» **Problem statement**:
Report each line from the data below that holds the word "description".

Collected data
......

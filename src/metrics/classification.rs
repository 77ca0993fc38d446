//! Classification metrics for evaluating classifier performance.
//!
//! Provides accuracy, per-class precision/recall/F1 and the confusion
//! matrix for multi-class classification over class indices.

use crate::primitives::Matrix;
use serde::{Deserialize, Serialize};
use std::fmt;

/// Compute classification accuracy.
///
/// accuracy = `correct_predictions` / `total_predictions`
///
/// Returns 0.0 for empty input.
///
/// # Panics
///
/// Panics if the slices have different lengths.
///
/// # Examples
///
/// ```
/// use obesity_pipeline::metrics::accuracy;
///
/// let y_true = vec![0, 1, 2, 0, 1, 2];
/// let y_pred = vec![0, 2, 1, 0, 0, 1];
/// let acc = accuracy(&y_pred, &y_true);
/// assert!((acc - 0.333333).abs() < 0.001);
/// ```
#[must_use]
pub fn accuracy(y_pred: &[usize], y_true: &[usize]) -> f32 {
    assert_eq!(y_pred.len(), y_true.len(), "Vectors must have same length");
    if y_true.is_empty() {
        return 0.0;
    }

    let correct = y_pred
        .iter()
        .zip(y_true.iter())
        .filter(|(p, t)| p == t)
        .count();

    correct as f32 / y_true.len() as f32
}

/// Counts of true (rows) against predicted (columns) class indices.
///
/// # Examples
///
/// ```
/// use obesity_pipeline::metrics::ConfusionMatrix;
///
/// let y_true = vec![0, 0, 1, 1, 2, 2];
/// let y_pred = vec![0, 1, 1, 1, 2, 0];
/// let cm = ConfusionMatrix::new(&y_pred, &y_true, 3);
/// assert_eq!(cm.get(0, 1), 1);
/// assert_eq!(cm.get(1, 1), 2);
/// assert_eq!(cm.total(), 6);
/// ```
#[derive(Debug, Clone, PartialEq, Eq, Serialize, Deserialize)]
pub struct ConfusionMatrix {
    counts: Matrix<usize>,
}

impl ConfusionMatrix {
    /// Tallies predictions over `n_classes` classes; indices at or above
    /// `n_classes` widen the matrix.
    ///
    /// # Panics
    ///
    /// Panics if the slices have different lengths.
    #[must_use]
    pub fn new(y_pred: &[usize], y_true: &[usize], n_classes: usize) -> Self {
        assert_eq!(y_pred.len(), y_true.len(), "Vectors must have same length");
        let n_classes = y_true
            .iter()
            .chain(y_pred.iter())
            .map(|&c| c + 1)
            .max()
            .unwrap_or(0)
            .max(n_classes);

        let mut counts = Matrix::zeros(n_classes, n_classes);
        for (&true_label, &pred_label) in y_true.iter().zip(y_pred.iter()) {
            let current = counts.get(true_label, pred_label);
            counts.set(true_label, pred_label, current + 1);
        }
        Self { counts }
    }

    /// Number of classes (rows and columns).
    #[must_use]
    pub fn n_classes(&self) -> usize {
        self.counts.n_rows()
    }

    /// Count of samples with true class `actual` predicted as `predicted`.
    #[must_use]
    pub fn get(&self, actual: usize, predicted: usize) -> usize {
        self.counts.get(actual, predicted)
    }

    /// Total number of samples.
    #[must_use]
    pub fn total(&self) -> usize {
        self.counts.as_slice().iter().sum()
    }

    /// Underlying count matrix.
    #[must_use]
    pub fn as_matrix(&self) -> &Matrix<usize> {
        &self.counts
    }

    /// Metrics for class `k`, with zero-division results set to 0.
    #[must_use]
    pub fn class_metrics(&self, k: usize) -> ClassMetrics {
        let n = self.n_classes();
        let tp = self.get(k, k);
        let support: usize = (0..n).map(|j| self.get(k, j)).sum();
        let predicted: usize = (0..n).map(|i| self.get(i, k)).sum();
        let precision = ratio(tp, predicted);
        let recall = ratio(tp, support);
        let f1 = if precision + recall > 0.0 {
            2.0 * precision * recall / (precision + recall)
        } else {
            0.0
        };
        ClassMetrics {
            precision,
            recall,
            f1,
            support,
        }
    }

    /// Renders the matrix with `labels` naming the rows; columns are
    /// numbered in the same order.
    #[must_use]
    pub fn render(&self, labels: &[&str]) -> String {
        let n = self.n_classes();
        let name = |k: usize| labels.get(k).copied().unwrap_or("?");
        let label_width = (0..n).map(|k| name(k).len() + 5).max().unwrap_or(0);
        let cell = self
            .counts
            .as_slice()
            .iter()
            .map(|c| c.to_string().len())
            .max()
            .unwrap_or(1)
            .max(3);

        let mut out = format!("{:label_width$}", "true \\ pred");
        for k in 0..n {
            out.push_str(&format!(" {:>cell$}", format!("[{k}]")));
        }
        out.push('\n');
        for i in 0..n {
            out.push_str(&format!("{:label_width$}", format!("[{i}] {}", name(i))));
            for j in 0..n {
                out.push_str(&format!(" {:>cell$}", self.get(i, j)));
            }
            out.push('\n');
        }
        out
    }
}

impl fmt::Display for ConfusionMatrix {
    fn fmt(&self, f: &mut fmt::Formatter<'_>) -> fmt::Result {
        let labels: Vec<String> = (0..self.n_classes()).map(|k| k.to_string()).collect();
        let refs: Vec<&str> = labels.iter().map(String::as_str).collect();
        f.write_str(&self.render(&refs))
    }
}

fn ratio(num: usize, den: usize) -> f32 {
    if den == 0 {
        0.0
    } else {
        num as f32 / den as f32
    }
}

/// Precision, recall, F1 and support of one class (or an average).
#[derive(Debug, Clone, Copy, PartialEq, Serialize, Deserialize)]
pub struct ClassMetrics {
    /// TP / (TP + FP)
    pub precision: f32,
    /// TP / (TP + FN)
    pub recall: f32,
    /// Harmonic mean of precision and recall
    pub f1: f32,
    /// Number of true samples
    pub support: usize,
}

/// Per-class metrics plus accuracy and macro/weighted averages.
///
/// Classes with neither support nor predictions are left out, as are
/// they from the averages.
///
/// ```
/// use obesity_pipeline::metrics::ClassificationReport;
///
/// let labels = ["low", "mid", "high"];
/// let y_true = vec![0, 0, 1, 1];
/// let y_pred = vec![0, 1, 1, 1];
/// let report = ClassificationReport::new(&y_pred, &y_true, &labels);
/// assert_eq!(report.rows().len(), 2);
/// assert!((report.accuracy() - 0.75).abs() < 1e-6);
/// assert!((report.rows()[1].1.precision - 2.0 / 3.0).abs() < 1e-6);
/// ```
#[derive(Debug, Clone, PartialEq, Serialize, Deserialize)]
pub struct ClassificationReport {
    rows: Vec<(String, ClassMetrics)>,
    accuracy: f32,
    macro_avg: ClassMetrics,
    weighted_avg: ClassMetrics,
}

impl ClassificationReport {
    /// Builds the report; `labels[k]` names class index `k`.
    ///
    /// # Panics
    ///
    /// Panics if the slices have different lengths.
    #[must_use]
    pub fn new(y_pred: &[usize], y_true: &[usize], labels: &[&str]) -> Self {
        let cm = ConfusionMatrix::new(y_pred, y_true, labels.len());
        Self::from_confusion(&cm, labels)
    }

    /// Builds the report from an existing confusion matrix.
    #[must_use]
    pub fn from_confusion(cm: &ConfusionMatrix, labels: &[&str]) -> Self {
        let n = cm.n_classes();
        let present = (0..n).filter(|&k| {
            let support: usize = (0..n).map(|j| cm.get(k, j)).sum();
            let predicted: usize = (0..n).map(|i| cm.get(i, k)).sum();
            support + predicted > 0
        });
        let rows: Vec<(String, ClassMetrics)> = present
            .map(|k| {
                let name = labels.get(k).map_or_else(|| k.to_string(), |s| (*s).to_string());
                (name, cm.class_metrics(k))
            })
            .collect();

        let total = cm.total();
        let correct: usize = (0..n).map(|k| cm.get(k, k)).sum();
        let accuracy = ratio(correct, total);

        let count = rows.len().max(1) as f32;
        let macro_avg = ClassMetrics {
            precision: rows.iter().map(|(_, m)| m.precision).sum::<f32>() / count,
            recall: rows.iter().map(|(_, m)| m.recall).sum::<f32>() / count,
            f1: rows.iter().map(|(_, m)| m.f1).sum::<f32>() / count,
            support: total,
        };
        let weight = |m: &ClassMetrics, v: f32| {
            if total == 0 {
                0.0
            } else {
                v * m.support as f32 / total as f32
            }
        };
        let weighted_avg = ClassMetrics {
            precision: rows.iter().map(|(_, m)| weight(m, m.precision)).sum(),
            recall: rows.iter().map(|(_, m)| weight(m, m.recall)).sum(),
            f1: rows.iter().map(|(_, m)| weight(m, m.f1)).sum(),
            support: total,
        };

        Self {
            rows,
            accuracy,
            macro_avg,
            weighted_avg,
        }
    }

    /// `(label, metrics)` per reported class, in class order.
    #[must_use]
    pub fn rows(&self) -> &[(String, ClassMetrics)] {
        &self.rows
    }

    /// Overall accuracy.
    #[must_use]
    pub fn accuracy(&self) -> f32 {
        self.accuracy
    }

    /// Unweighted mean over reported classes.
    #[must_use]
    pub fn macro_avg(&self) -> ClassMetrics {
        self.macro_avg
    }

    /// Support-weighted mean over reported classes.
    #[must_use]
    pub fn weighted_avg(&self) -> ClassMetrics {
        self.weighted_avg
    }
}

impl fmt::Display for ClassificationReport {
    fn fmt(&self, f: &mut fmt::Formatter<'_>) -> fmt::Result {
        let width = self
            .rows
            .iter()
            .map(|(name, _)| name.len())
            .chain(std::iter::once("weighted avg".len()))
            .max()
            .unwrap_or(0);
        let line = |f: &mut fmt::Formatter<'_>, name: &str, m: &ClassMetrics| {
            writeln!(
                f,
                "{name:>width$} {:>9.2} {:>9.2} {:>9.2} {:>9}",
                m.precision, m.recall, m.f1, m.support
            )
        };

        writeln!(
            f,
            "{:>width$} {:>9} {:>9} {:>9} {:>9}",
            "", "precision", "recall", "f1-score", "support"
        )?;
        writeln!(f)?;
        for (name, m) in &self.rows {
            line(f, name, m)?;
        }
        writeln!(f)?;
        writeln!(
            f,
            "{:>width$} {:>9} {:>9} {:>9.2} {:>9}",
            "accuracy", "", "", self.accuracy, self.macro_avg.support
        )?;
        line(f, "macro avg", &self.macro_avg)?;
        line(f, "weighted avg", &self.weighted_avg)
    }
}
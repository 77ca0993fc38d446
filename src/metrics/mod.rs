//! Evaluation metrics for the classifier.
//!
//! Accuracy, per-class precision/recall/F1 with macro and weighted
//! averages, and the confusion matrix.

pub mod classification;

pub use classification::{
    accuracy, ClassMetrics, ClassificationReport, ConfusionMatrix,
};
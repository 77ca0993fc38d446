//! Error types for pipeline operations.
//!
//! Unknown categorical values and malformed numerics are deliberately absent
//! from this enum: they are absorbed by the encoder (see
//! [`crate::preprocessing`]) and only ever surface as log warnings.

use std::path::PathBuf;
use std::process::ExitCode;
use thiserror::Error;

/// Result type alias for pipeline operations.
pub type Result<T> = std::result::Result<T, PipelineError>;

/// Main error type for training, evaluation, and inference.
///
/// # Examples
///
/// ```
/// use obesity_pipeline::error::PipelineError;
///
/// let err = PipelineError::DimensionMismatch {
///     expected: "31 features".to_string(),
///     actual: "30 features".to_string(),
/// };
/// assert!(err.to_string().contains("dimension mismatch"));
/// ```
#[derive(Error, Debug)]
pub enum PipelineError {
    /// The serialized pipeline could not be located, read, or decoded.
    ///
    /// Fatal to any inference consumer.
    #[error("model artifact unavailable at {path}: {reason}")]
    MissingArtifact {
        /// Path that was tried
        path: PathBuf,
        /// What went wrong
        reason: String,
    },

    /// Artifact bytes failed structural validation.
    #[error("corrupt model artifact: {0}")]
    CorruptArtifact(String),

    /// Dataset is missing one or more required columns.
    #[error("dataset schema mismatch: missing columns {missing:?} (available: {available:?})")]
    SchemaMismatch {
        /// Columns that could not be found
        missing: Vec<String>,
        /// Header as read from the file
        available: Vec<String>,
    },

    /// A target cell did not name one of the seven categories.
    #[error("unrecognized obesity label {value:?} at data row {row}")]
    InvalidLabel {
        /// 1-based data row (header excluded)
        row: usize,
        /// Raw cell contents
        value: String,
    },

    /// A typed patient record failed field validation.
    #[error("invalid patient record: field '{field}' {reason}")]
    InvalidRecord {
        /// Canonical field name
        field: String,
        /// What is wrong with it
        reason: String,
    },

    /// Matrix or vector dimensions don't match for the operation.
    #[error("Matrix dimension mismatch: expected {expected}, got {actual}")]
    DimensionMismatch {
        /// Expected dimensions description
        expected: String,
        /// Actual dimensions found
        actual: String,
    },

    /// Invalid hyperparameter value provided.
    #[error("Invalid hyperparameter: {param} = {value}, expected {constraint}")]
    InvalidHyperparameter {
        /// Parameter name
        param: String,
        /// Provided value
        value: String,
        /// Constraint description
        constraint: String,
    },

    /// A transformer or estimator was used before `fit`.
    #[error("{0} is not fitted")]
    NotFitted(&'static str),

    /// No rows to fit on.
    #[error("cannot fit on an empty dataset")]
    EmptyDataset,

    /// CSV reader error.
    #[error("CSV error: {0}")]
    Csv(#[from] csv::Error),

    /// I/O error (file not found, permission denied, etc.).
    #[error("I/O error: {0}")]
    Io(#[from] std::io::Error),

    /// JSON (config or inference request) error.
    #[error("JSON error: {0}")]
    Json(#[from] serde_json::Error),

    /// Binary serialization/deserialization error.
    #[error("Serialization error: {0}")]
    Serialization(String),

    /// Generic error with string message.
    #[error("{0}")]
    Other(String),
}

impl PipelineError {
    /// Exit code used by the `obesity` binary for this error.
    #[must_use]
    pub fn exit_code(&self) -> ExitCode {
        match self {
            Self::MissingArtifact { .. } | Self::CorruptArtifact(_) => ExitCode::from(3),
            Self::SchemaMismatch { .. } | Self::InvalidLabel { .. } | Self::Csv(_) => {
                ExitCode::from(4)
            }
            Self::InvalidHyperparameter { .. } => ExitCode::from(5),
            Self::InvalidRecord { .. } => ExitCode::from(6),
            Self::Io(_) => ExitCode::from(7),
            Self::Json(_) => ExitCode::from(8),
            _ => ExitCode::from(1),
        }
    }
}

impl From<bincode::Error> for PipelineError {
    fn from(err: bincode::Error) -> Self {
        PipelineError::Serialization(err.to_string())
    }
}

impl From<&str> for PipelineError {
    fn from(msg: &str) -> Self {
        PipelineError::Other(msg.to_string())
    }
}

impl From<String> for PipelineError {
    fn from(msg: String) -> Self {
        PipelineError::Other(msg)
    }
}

......

» **Exercise output**:
        /// Expected dimensions description
        /// Constraint description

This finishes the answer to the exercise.